[SOURCE INFORMATION — start]

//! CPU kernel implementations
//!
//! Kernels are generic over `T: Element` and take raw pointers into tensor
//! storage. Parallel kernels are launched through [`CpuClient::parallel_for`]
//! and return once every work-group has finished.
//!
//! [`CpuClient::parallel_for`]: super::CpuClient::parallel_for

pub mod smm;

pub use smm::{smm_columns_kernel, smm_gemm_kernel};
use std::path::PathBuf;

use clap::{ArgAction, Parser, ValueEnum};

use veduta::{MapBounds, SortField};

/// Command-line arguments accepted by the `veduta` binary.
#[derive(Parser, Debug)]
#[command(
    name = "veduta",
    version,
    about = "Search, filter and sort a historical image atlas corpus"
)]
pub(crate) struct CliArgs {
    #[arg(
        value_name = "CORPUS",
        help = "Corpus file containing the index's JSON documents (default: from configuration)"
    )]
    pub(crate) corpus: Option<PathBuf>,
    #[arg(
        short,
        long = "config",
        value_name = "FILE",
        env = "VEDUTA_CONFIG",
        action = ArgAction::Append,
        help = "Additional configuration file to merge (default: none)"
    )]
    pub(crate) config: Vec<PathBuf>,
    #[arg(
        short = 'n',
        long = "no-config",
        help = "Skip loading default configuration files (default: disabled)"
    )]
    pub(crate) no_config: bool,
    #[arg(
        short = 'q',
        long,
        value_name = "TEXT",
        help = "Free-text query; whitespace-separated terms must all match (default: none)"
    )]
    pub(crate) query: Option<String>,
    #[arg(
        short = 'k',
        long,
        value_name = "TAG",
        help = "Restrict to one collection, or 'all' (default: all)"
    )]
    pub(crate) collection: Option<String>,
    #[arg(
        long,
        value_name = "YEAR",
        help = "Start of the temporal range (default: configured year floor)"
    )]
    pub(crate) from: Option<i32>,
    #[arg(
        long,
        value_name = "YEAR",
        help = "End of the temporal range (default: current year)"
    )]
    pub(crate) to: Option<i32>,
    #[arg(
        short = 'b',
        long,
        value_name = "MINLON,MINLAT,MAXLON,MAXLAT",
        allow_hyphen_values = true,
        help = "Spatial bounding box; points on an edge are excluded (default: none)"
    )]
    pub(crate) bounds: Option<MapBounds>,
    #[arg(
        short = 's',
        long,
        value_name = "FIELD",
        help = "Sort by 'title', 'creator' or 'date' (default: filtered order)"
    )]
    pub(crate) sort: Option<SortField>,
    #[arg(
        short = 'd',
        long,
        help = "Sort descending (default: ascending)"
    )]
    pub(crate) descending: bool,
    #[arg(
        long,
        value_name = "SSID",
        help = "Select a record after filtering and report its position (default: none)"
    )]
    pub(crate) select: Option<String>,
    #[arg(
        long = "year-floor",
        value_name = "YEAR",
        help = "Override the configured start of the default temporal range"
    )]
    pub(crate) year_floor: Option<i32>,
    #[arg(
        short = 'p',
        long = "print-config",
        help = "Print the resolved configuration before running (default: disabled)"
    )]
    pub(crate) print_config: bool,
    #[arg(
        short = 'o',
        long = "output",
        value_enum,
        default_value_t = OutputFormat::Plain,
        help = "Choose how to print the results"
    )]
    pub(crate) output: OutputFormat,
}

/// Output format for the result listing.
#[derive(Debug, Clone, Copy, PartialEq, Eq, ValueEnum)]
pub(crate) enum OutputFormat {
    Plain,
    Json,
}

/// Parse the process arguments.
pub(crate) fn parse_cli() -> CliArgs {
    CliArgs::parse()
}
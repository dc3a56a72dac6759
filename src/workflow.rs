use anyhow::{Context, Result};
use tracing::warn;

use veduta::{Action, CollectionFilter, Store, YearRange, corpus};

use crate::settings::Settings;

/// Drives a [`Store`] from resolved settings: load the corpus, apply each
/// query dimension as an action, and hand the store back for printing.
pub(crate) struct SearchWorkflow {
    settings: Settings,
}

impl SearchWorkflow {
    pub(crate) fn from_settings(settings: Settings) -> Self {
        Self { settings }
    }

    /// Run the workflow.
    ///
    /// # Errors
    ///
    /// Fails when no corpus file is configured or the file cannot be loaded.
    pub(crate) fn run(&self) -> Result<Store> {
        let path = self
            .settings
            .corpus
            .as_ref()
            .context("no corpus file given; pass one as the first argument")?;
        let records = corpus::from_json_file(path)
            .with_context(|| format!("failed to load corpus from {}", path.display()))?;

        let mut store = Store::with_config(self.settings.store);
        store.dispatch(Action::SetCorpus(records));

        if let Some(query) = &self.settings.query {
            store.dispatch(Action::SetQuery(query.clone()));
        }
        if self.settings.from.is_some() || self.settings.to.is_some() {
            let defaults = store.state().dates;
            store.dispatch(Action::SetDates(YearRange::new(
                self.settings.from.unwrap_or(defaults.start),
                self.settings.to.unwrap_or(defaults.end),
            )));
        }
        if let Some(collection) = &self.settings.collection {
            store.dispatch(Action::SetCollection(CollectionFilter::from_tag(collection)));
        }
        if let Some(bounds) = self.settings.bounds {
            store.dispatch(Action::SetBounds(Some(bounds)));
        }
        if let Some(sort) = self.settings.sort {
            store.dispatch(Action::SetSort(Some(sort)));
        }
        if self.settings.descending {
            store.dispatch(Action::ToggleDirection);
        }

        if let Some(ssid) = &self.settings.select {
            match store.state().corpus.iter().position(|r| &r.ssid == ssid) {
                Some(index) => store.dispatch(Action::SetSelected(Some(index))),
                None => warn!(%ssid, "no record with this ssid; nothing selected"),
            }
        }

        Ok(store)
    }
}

[SOURCE INFORMATION — finish]

• **TASK ITEM**: Gather up the lines containing the word "warn" from these records and copy them.

• **EXERCISE SOLUTION**:
use tracing::warn;
                None => warn!(%ssid, "no record with this ssid; nothing selected"),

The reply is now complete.